The United States has always paid hospitals and physicians on a service basis. Just like when your car needs an oil change, new tires, or a complete tune-up, we pay as we go. And like our car, we pay whether the outcome is good or bad, unless we feel the poor outcome warrants a trip to Judge Judy.
But for the past four years, according to a Los Angeles Times article, the federal government has been pushing to change the way healthcare is reimbursed. The concern is that the push to insure the entire U.S. population will put a severe drain on federal and commercial insurance bottom lines. Hospitals and physicians still live in an age of malpractice fear that often leads to multiple patient tests to eliminate any potential errors. Naturally, this practice leads to higher and higher costs. Of course, there are always the bad apples, who also take advantage of the system to pad medical bills to payors, whether it is Uncle Sam or a commercial health plan.
The current administration is attempting to build a new system that would reimburse physicians, hospitals, and other healthcare companies based on how their patients recover and how much their healthcare costs. To turn the healthcare ocean liner in this direction, there is a need for acceptable metrics for all parties.
For Medicare, the federal government’s goal is to make 50 percent of its payments to providers based on the quality of care they provide, rather than quantity, by the end of 2018. If this lofty goal is actually achieved, it would mark a historic change for the federally administered program that provides insurance for Americans age 65 and older or those with end-stage renal disease.
Efforts to overhaul the current healthcare reimbursement system still face resistance from skeptics who question how the federal government would measure quality outcomes. Challenges would include having providers and physicians collaborate and change their practice patterns, making the transition to a new payment system in a reasonable amount of time, and establishing quality metrics that are acceptable to the providers. These are not easy feats to accomplish.
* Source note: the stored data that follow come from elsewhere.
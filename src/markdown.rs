// ABOUTME: Markdown content loader for the lecture-deck application
// ABOUTME: Parses Markdown fragments with comrak into typed content nodes, one section per file

use crate::content::{ContentNode, NodeKind, Section};
use crate::errors::{DeckError, Result};
use comrak::nodes::{AstNode, NodeValue};
use comrak::{Arena, ComrakOptions, format_html, parse_document};
use log::{debug, info, warn};
use regex::Regex;
use std::fs;
use std::path::{Path, PathBuf};
use std::sync::LazyLock;

/// Class attribute naming a hero or animation block.
static HERO_CLASS_REGEX: LazyLock<Regex> = LazyLock::new(|| {
    Regex::new(r#"class\s*=\s*["'][^"']*\b(hero|animation)\b"#).unwrap()
});

/// Ordering prefix on section file names, e.g. "01-" or "2_".
static ORDER_PREFIX_REGEX: LazyLock<Regex> = LazyLock::new(|| Regex::new(r"^\d+[-_]").unwrap());

const BREAK_MARKERS: &[&str] = &["<!-- break -->", "<!-- slide -->"];

fn comrak_options() -> ComrakOptions {
    let mut options = ComrakOptions::default();
    options.extension.table = true;
    options.extension.strikethrough = true;
    options.render.unsafe_ = true; // Allow raw HTML
    options
}

/// Load every `*.md` file in a directory as a section, ordered by file name.
pub fn load_sections(content_dir: &Path) -> Result<Vec<Section>> {
    info!("Loading content sections from {:?}", content_dir);

    if !content_dir.is_dir() {
        return Err(DeckError::PathNotFoundError(content_dir.to_path_buf()));
    }

    let pattern = format!(
        "{}/*.md",
        glob::Pattern::escape(&content_dir.to_string_lossy())
    );
    let mut paths: Vec<PathBuf> = Vec::new();
    for entry in glob::glob(&pattern)? {
        match entry {
            Ok(path) => paths.push(path),
            Err(e) => warn!("Skipping unreadable entry {:?}: {}", e.path(), e.error()),
        }
    }
    paths.sort();

    if paths.is_empty() {
        return Err(DeckError::NoSectionsFoundError(pattern));
    }

    paths.iter().map(|path| load_section(path)).collect()
}

/// Load a single Markdown file as a section.
pub fn load_section(path: &Path) -> Result<Section> {
    let markdown = fs::read_to_string(path).map_err(DeckError::FileReadError)?;

    let stem = path
        .file_stem()
        .map(|stem| stem.to_string_lossy().to_string())
        .ok_or_else(|| DeckError::InvalidResourcePath(path.to_string_lossy().to_string()))?;
    let id = section_id_from_stem(&stem);
    if id.is_empty() {
        return Err(DeckError::ValidationError(format!(
            "Cannot derive a section id from {:?}",
            path
        )));
    }

    let (label, body) = parse_frontmatter(&markdown);
    let label = label.unwrap_or_else(|| id.clone());

    let section = parse_section(&id, &label, &body)?;
    debug!("Loaded section {:?} from {:?}", id, path);
    Ok(section)
}

/// Derive a section id from a file stem by dropping its ordering prefix.
pub fn section_id_from_stem(stem: &str) -> String {
    ORDER_PREFIX_REGEX.replace(stem, "").trim().to_string()
}

/// Parse an optional `% Label` first line.
fn parse_frontmatter(content: &str) -> (Option<String>, String) {
    let mut lines = content.lines();
    match lines.next() {
        Some(first) if first.starts_with("% ") => {
            let label = first.trim_start_matches("% ").trim().to_string();
            let rest: Vec<&str> = lines.skip_while(|line| line.trim().is_empty()).collect();
            (Some(label), rest.join("\n"))
        }
        _ => (None, content.to_string()),
    }
}

/// Parse a Markdown fragment into a section's content nodes.
pub fn parse_section(id: &str, label: &str, markdown: &str) -> Result<Section> {
    let arena = Arena::new();
    let options = comrak_options();
    let root = parse_document(&arena, markdown, &options);

    let mut nodes = Vec::new();
    let mut pending_break = false;

    for child in root.children() {
        let value = child.data.borrow().value.clone();

        let kind = match value {
            NodeValue::ThematicBreak => {
                pending_break = true;
                continue;
            }
            NodeValue::HtmlBlock(ref html) if is_break_marker(&html.literal) => {
                pending_break = true;
                continue;
            }
            NodeValue::Heading(ref heading) => match heading.level {
                1 => NodeKind::Heading1,
                2 => NodeKind::Heading2,
                _ => NodeKind::Heading3,
            },
            NodeValue::Paragraph => NodeKind::Paragraph,
            NodeValue::List(..) => NodeKind::List,
            NodeValue::Table(..) => NodeKind::Table,
            NodeValue::CodeBlock(..) => NodeKind::Preformatted,
            NodeValue::BlockQuote | NodeValue::HtmlBlock(..) => NodeKind::Container,
            _ => NodeKind::Other,
        };

        let html = render_html(child, &options)?;
        let mut node = ContentNode::new(kind, collect_text(child)).with_html(html);

        if let NodeValue::HtmlBlock(ref block) = value {
            if HERO_CLASS_REGEX.is_match(&block.literal) {
                node = node.hero();
            }
        }
        if pending_break {
            node = node.with_forced_break();
            pending_break = false;
        }

        nodes.push(node);
    }

    Ok(Section::new(id, label, nodes))
}

fn is_break_marker(literal: &str) -> bool {
    let trimmed = literal.trim();
    BREAK_MARKERS.iter().any(|marker| trimmed == *marker)
}

fn render_html<'a>(node: &'a AstNode<'a>, options: &ComrakOptions) -> Result<String> {
    let mut buffer = Vec::new();
    format_html(node, options, &mut buffer)
        .map_err(|e| DeckError::MarkdownError(format!("Failed to render node: {}", e)))?;
    String::from_utf8(buffer)
        .map_err(|e| DeckError::MarkdownError(format!("Rendered HTML is not UTF-8: {}", e)))
}

/// Flatten a node's text content, keeping code literals.
///
/// List items, nested paragraphs and table rows go on their own lines.
fn collect_text<'a>(node: &'a AstNode<'a>) -> String {
    let mut text = String::new();
    for descendant in node.descendants() {
        match &descendant.data.borrow().value {
            NodeValue::Item(..) | NodeValue::Paragraph | NodeValue::TableRow(..) => {
                if !text.is_empty() && !text.ends_with('\n') {
                    text.push('\n');
                }
            }
            NodeValue::TableCell => {
                if !text.is_empty() && !text.ends_with('\n') {
                    text.push_str(" | ");
                }
            }
            NodeValue::Text(t) => text.push_str(t),
            NodeValue::Code(code) => text.push_str(&code.literal),
            NodeValue::CodeBlock(block) => text.push_str(&block.literal),
            NodeValue::HtmlBlock(block) => text.push_str(&block.literal),
            NodeValue::SoftBreak | NodeValue::LineBreak => text.push(' '),
            _ => {}
        }
    }
    text.trim().to_string()
}

#[cfg(test)]
mod tests {
    use super::*;
    use crate::content::WeightClass;
    use std::fs;
    use tempfile::TempDir;

    fn kinds(section: &Section) -> Vec<NodeKind> {
        section.nodes().map(|node| node.kind).collect()
    }

    #[test]
    fn test_parse_block_kinds() {
        let markdown = r#"# 1. Zynq Overview

Programmable logic meets **ARM** cores.

## 1.1 Toolchain

- Vivado
- PetaLinux

```bash
petalinux-build
```

| Board | SoC |
|-------|-----|
| ZCU102 | ZU9EG |

> Remember to source settings64.sh

### Details
"#;
        let section = parse_section("zynq", "Zynq", markdown).unwrap();
        assert_eq!(
            kinds(&section),
            vec![
                NodeKind::Heading1,
                NodeKind::Paragraph,
                NodeKind::Heading2,
                NodeKind::List,
                NodeKind::Preformatted,
                NodeKind::Table,
                NodeKind::Container,
                NodeKind::Heading3,
            ]
        );

        let nodes: Vec<_> = section.nodes().collect();
        assert_eq!(nodes[0].text, "1. Zynq Overview");
        assert_eq!(nodes[1].text, "Programmable logic meets ARM cores.");
        assert!(nodes[1].html.contains("<strong>ARM</strong>"));
        assert_eq!(nodes[3].text, "Vivado\nPetaLinux");
        assert_eq!(nodes[5].text, "Board | SoC\nZCU102 | ZU9EG");
        assert!(nodes[4].html.contains("language-bash"));
        assert_eq!(nodes[4].text, "petalinux-build");
    }

    #[test]
    fn test_break_markers_flag_next_node() {
        let markdown = "Intro text\n\n---\n\nAfter rule\n\n<!-- break -->\n\nAfter comment\n";
        let section = parse_section("s", "S", markdown).unwrap();
        let flags: Vec<bool> = section.nodes().map(|node| node.forced_break).collect();
        assert_eq!(flags, vec![false, true, true]);
    }

    #[test]
    fn test_hero_container_is_heavy() {
        let markdown = "<div class=\"hero fade-in\">\n<h1>Welcome</h1>\n</div>\n\n<div class=\"card\">\nplain\n</div>\n";
        let section = parse_section("s", "S", markdown).unwrap();
        let classes: Vec<WeightClass> = section.nodes().map(|node| node.class).collect();
        assert_eq!(classes, vec![WeightClass::Heavy, WeightClass::Grouping]);
    }

    #[test]
    fn test_section_id_from_stem() {
        assert_eq!(section_id_from_stem("01-intro"), "intro");
        assert_eq!(section_id_from_stem("2_device-tree"), "device-tree");
        assert_eq!(section_id_from_stem("kernel"), "kernel");
    }

    #[test]
    fn test_load_sections_in_file_order() {
        let dir = TempDir::new().expect("Failed to create temp dir");
        fs::write(dir.path().join("02-kernel.md"), "# Kernel\n").unwrap();
        fs::write(dir.path().join("01-intro.md"), "% Getting Started\n\n# Hello\n").unwrap();
        fs::write(dir.path().join("notes.txt"), "ignored").unwrap();

        let sections = load_sections(dir.path()).unwrap();
        let ids: Vec<&str> = sections.iter().map(|s| s.id.as_str()).collect();
        assert_eq!(ids, vec!["intro", "kernel"]);
        assert_eq!(sections[0].label, "Getting Started");
        assert_eq!(sections[1].label, "kernel");
    }

    #[test]
    fn test_load_sections_with_glob_characters_in_path() {
        let root = TempDir::new().expect("Failed to create temp dir");
        let draft = root.path().join("lecture [draft]");
        let lookalike = root.path().join("lecture d");
        fs::create_dir(&draft).unwrap();
        fs::create_dir(&lookalike).unwrap();
        fs::write(draft.join("01-intro.md"), "# Hello\n").unwrap();
        fs::write(lookalike.join("01-other.md"), "# Other\n").unwrap();

        let sections = load_sections(&draft).unwrap();
        let ids: Vec<&str> = sections.iter().map(|s| s.id.as_str()).collect();
        assert_eq!(ids, vec!["intro"]);
    }

    #[test]
    fn test_load_sections_errors() {
        let dir = TempDir::new().expect("Failed to create temp dir");
        assert!(matches!(
            load_sections(dir.path()),
            Err(DeckError::NoSectionsFoundError(_))
        ));
        assert!(matches!(
            load_sections(&dir.path().join("missing")),
            Err(DeckError::PathNotFoundError(_))
        ));
    }
}
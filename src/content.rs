// ABOUTME: Content registry for the lecture-deck application
// ABOUTME: Defines typed content nodes, named sections and the ordered section registry

use crate::errors::{DeckError, Result};
use crate::paginate::{self, PaginationConfig, Slide};
use log::{debug, warn};
use regex::Regex;
use std::sync::LazyLock;

/// Leading outline numbering such as "2." or "2.3 " in front of heading text.
static OUTLINE_PREFIX_REGEX: LazyLock<Regex> =
    LazyLock::new(|| Regex::new(r"^\d[\d.]*\s+").unwrap());

/// The structural tag of a content node.
#[derive(Debug, Clone, Copy, PartialEq, Eq, Hash)]
pub enum NodeKind {
    Heading1,
    Heading2,
    Heading3,
    Paragraph,
    List,
    Table,
    Preformatted,
    Container,
    Other,
}

impl NodeKind {
    pub fn is_heading(self) -> bool {
        matches!(self, NodeKind::Heading1 | NodeKind::Heading2 | NodeKind::Heading3)
    }
}

/// Classification used by the paginator to look up a node's weight.
#[derive(Debug, Clone, Copy, PartialEq, Eq, Hash)]
pub enum WeightClass {
    /// Code blocks, tables and hero/animation containers
    Heavy,
    /// Top-level (document title) headings
    Title,
    /// Section headings that may start a new slide
    SectionHeading,
    /// Lists and generic containers
    Grouping,
    /// Plain text and everything else
    Light,
}

impl WeightClass {
    /// The default classification for a node kind.
    pub fn for_kind(kind: NodeKind) -> Self {
        match kind {
            NodeKind::Preformatted | NodeKind::Table => WeightClass::Heavy,
            NodeKind::Heading1 => WeightClass::Title,
            NodeKind::Heading2 => WeightClass::SectionHeading,
            NodeKind::List | NodeKind::Container => WeightClass::Grouping,
            NodeKind::Heading3 | NodeKind::Paragraph | NodeKind::Other => WeightClass::Light,
        }
    }
}

/// A single block of authored content.
#[derive(Debug, Clone, PartialEq, Eq)]
pub struct ContentNode {
    pub kind: NodeKind,
    pub class: WeightClass,
    /// Plain text content, used for titles and terminal output
    pub text: String,
    /// Rendered HTML fragment for this node
    pub html: String,
    /// Authored marker requiring this node to start a new slide
    pub forced_break: bool,
}

impl ContentNode {
    pub fn new(kind: NodeKind, text: impl Into<String>) -> Self {
        Self {
            kind,
            class: WeightClass::for_kind(kind),
            text: text.into(),
            html: String::new(),
            forced_break: false,
        }
    }

    pub fn with_html(mut self, html: impl Into<String>) -> Self {
        self.html = html.into();
        self
    }

    pub fn with_forced_break(mut self) -> Self {
        self.forced_break = true;
        self
    }

    /// Mark a container as a hero/animation block, which weighs like a code block.
    pub fn hero(mut self) -> Self {
        self.class = WeightClass::Heavy;
        self
    }

    /// Strip a leading numeric outline prefix ("2.4 ") from heading text.
    ///
    /// The same prefix is removed from the rendered HTML so the displayed
    /// heading matches the derived slide title. Returns true if anything changed.
    pub fn clean_outline_prefix(&mut self) -> bool {
        if !self.kind.is_heading() {
            return false;
        }

        let prefix_len = match OUTLINE_PREFIX_REGEX.find(&self.text) {
            Some(m) => m.end(),
            None => return false,
        };
        let prefix = self.text[..prefix_len].to_string();

        if let Some(html) = strip_text_prefix(&self.html, &prefix) {
            self.html = html;
        }

        self.text = self.text[prefix_len..].to_string();
        true
    }
}

/// Remove `prefix` from the text content that follows an element's opening tag.
///
/// Inline markup is skipped over, so `<h2><strong>2.4</strong> Setup</h2>` loses
/// its numbering too. Returns None if the text does not start with `prefix`.
fn strip_text_prefix(html: &str, prefix: &str) -> Option<String> {
    let open_end = html.find('>')? + 1;
    let (head, tail) = html.split_at(open_end);

    let mut result = String::from(head);
    let mut wanted = prefix.chars().peekable();
    let mut chars = tail.char_indices();

    while wanted.peek().is_some() {
        let (_, c) = chars.next()?;
        if c == '<' {
            result.push(c);
            for (_, tag_char) in chars.by_ref() {
                result.push(tag_char);
                if tag_char == '>' {
                    break;
                }
            }
        } else if Some(&c) == wanted.peek() {
            wanted.next();
        } else {
            return None;
        }
    }

    let rest = chars.next().map_or("", |(i, _)| &tail[i..]);
    result.push_str(rest);
    Some(result)
}

/// A named top-level content block, shown as one sidebar entry.
#[derive(Debug, Clone)]
pub struct Section {
    pub id: String,
    pub label: String,
    nodes: Vec<ContentNode>,
    slides: Vec<Slide>,
    titles: Vec<String>,
}

impl Section {
    pub fn new(id: impl Into<String>, label: impl Into<String>, nodes: Vec<ContentNode>) -> Self {
        Self {
            id: id.into(),
            label: label.into(),
            nodes,
            slides: Vec::new(),
            titles: Vec::new(),
        }
    }

    /// Partition the section's nodes into slides and derive their titles.
    ///
    /// Running this again with a different configuration re-packs the same nodes.
    pub fn paginate(&mut self, config: &PaginationConfig) {
        let mut nodes: Vec<ContentNode> = std::mem::take(&mut self.slides)
            .into_iter()
            .flat_map(|slide| slide.nodes)
            .collect();
        nodes.append(&mut self.nodes);

        self.slides = paginate::paginate(nodes, config);
        self.titles = self.slides.iter().map(|slide| slide.title.clone()).collect();

        if self.slides.is_empty() {
            warn!("Section {:?} has no content and produced no slides", self.id);
        } else {
            debug!(
                "Section {:?} paginated into {} slides",
                self.id,
                self.slides.len()
            );
        }
    }

    pub fn slides(&self) -> &[Slide] {
        &self.slides
    }

    pub fn slide(&self, index: usize) -> Option<&Slide> {
        self.slides.get(index)
    }

    pub fn titles(&self) -> &[String] {
        &self.titles
    }

    pub fn slide_count(&self) -> usize {
        self.slides.len()
    }

    pub fn is_empty(&self) -> bool {
        self.nodes.is_empty() && self.slides.is_empty()
    }

    /// All nodes in document order, whether or not they have been paginated yet.
    pub fn nodes(&self) -> impl Iterator<Item = &ContentNode> {
        self.slides
            .iter()
            .flat_map(|slide| slide.nodes.iter())
            .chain(self.nodes.iter())
    }

    fn nodes_mut(&mut self) -> impl Iterator<Item = &mut ContentNode> {
        self.slides
            .iter_mut()
            .flat_map(|slide| slide.nodes.iter_mut())
            .chain(self.nodes.iter_mut())
    }
}

/// Ordered collection of sections; registration order is sidebar order.
#[derive(Debug, Clone, Default)]
pub struct ContentRegistry {
    sections: Vec<Section>,
}

impl ContentRegistry {
    pub fn new() -> Self {
        Self::default()
    }

    pub fn register(&mut self, section: Section) -> Result<()> {
        if self.get(&section.id).is_some() {
            return Err(DeckError::DuplicateSection(section.id));
        }
        self.sections.push(section);
        Ok(())
    }

    pub fn get(&self, id: &str) -> Option<&Section> {
        self.sections.iter().find(|section| section.id == id)
    }

    pub fn sections(&self) -> &[Section] {
        &self.sections
    }

    pub fn len(&self) -> usize {
        self.sections.len()
    }

    pub fn is_empty(&self) -> bool {
        self.sections.is_empty()
    }

    /// Strip outline numbering from every heading in every section.
    ///
    /// Must run before pagination so titles read the cleaned text.
    pub fn clean_outline_prefixes(&mut self) -> usize {
        let mut cleaned = 0;
        for section in &mut self.sections {
            for node in section.nodes_mut() {
                if node.clean_outline_prefix() {
                    cleaned += 1;
                }
            }
        }
        debug!("Cleaned outline prefixes from {} headings", cleaned);
        cleaned
    }

    pub fn paginate_all(&mut self, config: &PaginationConfig) {
        for section in &mut self.sections {
            section.paginate(config);
        }
    }

    /// The configured start section if it is registered, otherwise the first
    /// section with slides. Falls back to the first section when all are empty.
    pub fn initial_section(&self, preferred: Option<&str>) -> Option<&str> {
        preferred
            .and_then(|id| self.get(id))
            .or_else(|| {
                self.sections
                    .iter()
                    .find(|section| section.slide_count() > 0)
            })
            .or_else(|| self.sections.first())
            .map(|section| section.id.as_str())
    }
}

#[cfg(test)]
mod tests {
    use super::*;

    #[test]
    fn test_title_cleaning_strips_outline_prefix() {
        let mut node = ContentNode::new(NodeKind::Heading2, "2.4 Server Setup")
            .with_html("<h2>2.4 Server Setup</h2>\n");
        assert!(node.clean_outline_prefix());
        assert_eq!(node.text, "Server Setup");
        assert_eq!(node.html, "<h2>Server Setup</h2>\n");
    }

    #[test]
    fn test_title_cleaning_skips_inline_markup() {
        let mut node = ContentNode::new(NodeKind::Heading1, "2.4 Setup")
            .with_html("<h1><strong>2.4</strong> Setup</h1>\n");
        assert!(node.clean_outline_prefix());
        assert_eq!(node.text, "Setup");
        assert_eq!(node.html, "<h1><strong></strong>Setup</h1>\n");
    }

    #[test]
    fn test_title_cleaning_leaves_mismatched_html() {
        let mut node =
            ContentNode::new(NodeKind::Heading2, "1 Boot").with_html("<h2>Boot 1</h2>\n");
        assert!(node.clean_outline_prefix());
        assert_eq!(node.text, "Boot");
        assert_eq!(node.html, "<h2>Boot 1</h2>\n");
    }

    #[test]
    fn test_title_cleaning_variants() {
        let mut trailing_dot = ContentNode::new(NodeKind::Heading1, "3. Kernel Modules");
        trailing_dot.clean_outline_prefix();
        assert_eq!(trailing_dot.text, "Kernel Modules");

        let mut unnumbered = ContentNode::new(NodeKind::Heading2, "Device Tree");
        assert!(!unnumbered.clean_outline_prefix());
        assert_eq!(unnumbered.text, "Device Tree");

        let mut paragraph = ContentNode::new(NodeKind::Paragraph, "4 pins are used");
        assert!(!paragraph.clean_outline_prefix());
        assert_eq!(paragraph.text, "4 pins are used");
    }

    #[test]
    fn test_register_rejects_duplicate_ids() {
        let mut registry = ContentRegistry::new();
        registry
            .register(Section::new("intro", "Intro", Vec::new()))
            .unwrap();
        let result = registry.register(Section::new("intro", "Again", Vec::new()));
        assert!(matches!(result, Err(DeckError::DuplicateSection(id)) if id == "intro"));
        assert_eq!(registry.len(), 1);
    }

    #[test]
    fn test_initial_section_falls_back_to_first() {
        let mut registry = ContentRegistry::new();
        registry.register(Section::new("a", "A", Vec::new())).unwrap();
        registry.register(Section::new("b", "B", Vec::new())).unwrap();

        assert_eq!(registry.initial_section(Some("b")), Some("b"));
        assert_eq!(registry.initial_section(Some("missing")), Some("a"));
        assert_eq!(registry.initial_section(None), Some("a"));
        assert_eq!(ContentRegistry::new().initial_section(None), None);
    }

    #[test]
    fn test_initial_section_skips_empty_sections() {
        let mut registry = ContentRegistry::new();
        registry.register(Section::new("todo", "Todo", Vec::new())).unwrap();
        registry
            .register(Section::new(
                "intro",
                "Intro",
                vec![ContentNode::new(NodeKind::Heading1, "Welcome")],
            ))
            .unwrap();
        registry.paginate_all(&PaginationConfig::default());

        assert_eq!(registry.initial_section(None), Some("intro"));
        assert_eq!(registry.initial_section(Some("missing")), Some("intro"));
        assert_eq!(registry.initial_section(Some("todo")), Some("todo"));
    }

    #[test]
    fn test_paginate_is_repeatable() {
        let nodes = vec![
            ContentNode::new(NodeKind::Heading1, "One"),
            ContentNode::new(NodeKind::Paragraph, "text"),
            ContentNode::new(NodeKind::Heading1, "Two"),
        ];
        let mut section = Section::new("s", "S", nodes.clone());
        section.paginate(&PaginationConfig::default());
        section.paginate(&PaginationConfig::default());

        assert_eq!(section.slide_count(), 2);
        assert_eq!(section.titles(), ["One".to_string(), "Two".to_string()]);
        assert_eq!(section.nodes().cloned().collect::<Vec<_>>(), nodes);
    }
}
At this time, there are little data to support the health rewards for such a major change. Paying physicians and hospitals for improving the quality of care has shown mixed results. According to a 2012 health-policy brief in the journal Health Affairs, one study showed that improvements to the patient’s overall health were short lived.
A large reason for the metric measure concern is that the physician and provider are just half of the equation. The patient, with unique hereditary traits, as well as habits beyond a doctor’s control, remains the significant wild card. Imagine if the responsibility to keep my car running well was completely on my auto mechanic. In tough financial times, I may use low-grade gas, push the oil change to every 10,000 miles (if at all), and let the tires ease into bald status. Should my car mechanic face financial fallout from my actions, or lack thereof?
There is no question financial changes are coming to reimbursement. However, perhaps we are looking at the wrong end of the money chain. Perhaps our nation’s healthcare costs and use might be fundamentally changed for the better if the patient, rather than the doctor and hospital, had a financial incentive.